**What needs to be done**
Begin with the first line of the listing and quote every line through the one containing "use crate::pipeline::StructuredRecord;"; give only those lines.

**Data for this exercise**

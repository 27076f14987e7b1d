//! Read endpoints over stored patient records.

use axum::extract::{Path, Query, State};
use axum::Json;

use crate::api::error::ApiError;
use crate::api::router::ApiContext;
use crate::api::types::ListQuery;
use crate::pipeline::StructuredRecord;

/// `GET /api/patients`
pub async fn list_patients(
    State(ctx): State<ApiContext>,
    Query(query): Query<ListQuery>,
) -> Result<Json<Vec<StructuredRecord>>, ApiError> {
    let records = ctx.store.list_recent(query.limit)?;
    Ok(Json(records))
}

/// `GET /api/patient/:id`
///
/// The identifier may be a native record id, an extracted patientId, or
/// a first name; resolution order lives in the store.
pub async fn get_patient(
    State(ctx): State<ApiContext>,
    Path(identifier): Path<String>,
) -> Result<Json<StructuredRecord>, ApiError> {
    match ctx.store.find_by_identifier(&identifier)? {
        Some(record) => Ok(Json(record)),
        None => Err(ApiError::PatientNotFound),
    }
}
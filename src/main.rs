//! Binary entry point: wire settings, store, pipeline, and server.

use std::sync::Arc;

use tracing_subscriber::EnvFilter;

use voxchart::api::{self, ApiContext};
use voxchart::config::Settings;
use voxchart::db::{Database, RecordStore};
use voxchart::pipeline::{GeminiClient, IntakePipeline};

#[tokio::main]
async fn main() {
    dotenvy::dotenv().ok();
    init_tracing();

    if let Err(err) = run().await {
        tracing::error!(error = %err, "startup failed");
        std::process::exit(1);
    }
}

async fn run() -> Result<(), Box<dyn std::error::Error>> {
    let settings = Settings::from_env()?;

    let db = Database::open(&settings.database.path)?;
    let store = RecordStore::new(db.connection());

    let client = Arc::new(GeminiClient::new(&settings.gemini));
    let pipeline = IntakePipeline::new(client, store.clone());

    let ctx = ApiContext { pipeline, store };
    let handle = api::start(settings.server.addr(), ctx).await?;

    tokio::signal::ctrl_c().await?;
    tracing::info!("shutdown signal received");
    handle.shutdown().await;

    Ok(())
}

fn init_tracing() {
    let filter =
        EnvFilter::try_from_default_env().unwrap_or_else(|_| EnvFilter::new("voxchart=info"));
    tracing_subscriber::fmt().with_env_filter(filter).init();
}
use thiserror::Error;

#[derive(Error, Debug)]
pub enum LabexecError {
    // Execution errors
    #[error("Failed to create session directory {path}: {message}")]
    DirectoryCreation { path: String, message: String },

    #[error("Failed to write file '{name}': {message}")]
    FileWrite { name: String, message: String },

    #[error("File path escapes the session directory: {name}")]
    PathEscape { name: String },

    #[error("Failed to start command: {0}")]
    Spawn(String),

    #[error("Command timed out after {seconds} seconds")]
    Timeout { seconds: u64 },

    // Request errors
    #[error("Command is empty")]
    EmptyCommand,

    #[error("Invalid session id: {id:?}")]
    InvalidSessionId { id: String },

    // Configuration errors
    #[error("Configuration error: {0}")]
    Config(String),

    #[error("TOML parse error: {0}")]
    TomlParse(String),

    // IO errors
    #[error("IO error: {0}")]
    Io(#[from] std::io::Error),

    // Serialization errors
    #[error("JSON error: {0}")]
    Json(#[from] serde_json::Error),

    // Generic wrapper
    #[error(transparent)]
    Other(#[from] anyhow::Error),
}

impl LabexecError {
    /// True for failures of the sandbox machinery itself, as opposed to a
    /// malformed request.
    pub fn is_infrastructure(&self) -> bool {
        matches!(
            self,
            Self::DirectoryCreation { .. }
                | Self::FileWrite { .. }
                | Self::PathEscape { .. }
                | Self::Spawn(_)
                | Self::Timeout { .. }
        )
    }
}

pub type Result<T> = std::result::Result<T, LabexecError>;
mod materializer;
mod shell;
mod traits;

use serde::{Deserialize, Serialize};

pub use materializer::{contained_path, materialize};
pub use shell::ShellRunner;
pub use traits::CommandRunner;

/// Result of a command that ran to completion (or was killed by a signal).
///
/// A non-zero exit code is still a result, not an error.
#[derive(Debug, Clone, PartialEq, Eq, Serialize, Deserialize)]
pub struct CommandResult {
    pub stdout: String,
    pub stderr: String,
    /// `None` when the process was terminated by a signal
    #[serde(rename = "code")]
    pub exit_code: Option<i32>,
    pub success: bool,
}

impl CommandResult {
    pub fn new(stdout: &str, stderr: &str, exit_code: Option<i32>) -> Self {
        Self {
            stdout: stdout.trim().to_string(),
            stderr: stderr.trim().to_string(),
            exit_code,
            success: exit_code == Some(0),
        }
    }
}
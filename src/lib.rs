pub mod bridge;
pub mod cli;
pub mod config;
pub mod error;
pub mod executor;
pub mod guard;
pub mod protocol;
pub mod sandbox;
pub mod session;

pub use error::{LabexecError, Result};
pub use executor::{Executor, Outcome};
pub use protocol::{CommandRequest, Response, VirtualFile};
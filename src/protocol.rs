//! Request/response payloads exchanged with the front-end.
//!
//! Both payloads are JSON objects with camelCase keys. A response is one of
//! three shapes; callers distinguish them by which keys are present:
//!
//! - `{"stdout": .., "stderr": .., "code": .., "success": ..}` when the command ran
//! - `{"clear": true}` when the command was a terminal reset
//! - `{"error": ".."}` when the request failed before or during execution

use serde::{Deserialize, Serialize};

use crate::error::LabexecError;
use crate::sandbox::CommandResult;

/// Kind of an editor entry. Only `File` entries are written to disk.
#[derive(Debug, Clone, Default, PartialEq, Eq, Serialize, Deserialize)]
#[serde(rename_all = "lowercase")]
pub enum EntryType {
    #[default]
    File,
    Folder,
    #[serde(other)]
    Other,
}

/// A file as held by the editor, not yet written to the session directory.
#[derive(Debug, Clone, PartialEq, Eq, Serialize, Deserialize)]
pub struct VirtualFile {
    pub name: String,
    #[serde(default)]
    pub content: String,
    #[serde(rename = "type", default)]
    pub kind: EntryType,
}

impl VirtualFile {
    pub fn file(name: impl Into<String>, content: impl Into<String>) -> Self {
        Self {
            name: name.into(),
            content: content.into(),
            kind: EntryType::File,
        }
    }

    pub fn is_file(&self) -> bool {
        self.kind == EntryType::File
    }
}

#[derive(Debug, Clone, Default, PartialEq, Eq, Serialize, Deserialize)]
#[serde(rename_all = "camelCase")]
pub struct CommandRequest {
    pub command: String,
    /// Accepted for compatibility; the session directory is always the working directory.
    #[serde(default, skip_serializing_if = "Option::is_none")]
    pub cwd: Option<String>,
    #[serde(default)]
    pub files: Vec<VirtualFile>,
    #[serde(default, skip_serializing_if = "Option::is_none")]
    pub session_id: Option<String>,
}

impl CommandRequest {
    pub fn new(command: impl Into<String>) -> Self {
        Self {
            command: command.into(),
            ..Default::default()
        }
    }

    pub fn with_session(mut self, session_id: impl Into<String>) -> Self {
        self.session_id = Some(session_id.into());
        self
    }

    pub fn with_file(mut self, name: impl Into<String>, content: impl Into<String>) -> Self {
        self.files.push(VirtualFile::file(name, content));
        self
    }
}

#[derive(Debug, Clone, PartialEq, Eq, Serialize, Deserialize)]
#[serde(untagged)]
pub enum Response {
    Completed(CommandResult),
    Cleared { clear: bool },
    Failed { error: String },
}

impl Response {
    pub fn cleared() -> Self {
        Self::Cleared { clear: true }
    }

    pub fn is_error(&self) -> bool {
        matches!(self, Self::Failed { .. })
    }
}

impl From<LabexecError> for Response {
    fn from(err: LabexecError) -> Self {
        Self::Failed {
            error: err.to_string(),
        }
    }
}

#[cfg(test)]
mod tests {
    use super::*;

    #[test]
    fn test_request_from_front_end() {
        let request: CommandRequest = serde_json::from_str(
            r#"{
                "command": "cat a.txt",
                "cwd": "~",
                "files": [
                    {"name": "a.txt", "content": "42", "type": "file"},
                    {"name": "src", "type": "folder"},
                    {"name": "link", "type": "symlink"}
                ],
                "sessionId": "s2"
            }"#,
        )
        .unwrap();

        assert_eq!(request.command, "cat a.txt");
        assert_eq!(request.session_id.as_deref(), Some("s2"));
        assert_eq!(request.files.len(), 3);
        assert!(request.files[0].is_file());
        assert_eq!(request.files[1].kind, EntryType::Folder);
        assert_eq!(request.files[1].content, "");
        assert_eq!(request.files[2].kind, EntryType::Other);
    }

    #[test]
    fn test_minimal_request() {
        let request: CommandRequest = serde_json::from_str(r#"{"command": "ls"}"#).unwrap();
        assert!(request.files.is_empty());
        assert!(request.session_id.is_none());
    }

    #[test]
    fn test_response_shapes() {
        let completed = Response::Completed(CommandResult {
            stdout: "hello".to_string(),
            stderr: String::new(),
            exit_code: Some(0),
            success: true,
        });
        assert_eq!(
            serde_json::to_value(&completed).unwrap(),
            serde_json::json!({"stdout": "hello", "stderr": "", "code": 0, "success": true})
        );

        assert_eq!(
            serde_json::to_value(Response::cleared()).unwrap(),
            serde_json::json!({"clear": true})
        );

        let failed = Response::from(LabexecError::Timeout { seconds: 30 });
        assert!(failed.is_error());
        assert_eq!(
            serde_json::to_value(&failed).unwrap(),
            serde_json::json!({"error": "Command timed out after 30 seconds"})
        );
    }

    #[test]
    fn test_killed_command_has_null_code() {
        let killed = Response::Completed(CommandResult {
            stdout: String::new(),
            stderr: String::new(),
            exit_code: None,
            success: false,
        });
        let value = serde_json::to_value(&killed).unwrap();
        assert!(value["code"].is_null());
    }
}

**Finished task**
repository 27076f14987e7b1d
//! Read endpoints over stored patient records.

use axum::extract::{Path, Query, State};
use axum::Json;

use crate::api::error::ApiError;
use crate::api::router::ApiContext;
use crate::api::types::ListQuery;
use crate::pipeline::StructuredRecord;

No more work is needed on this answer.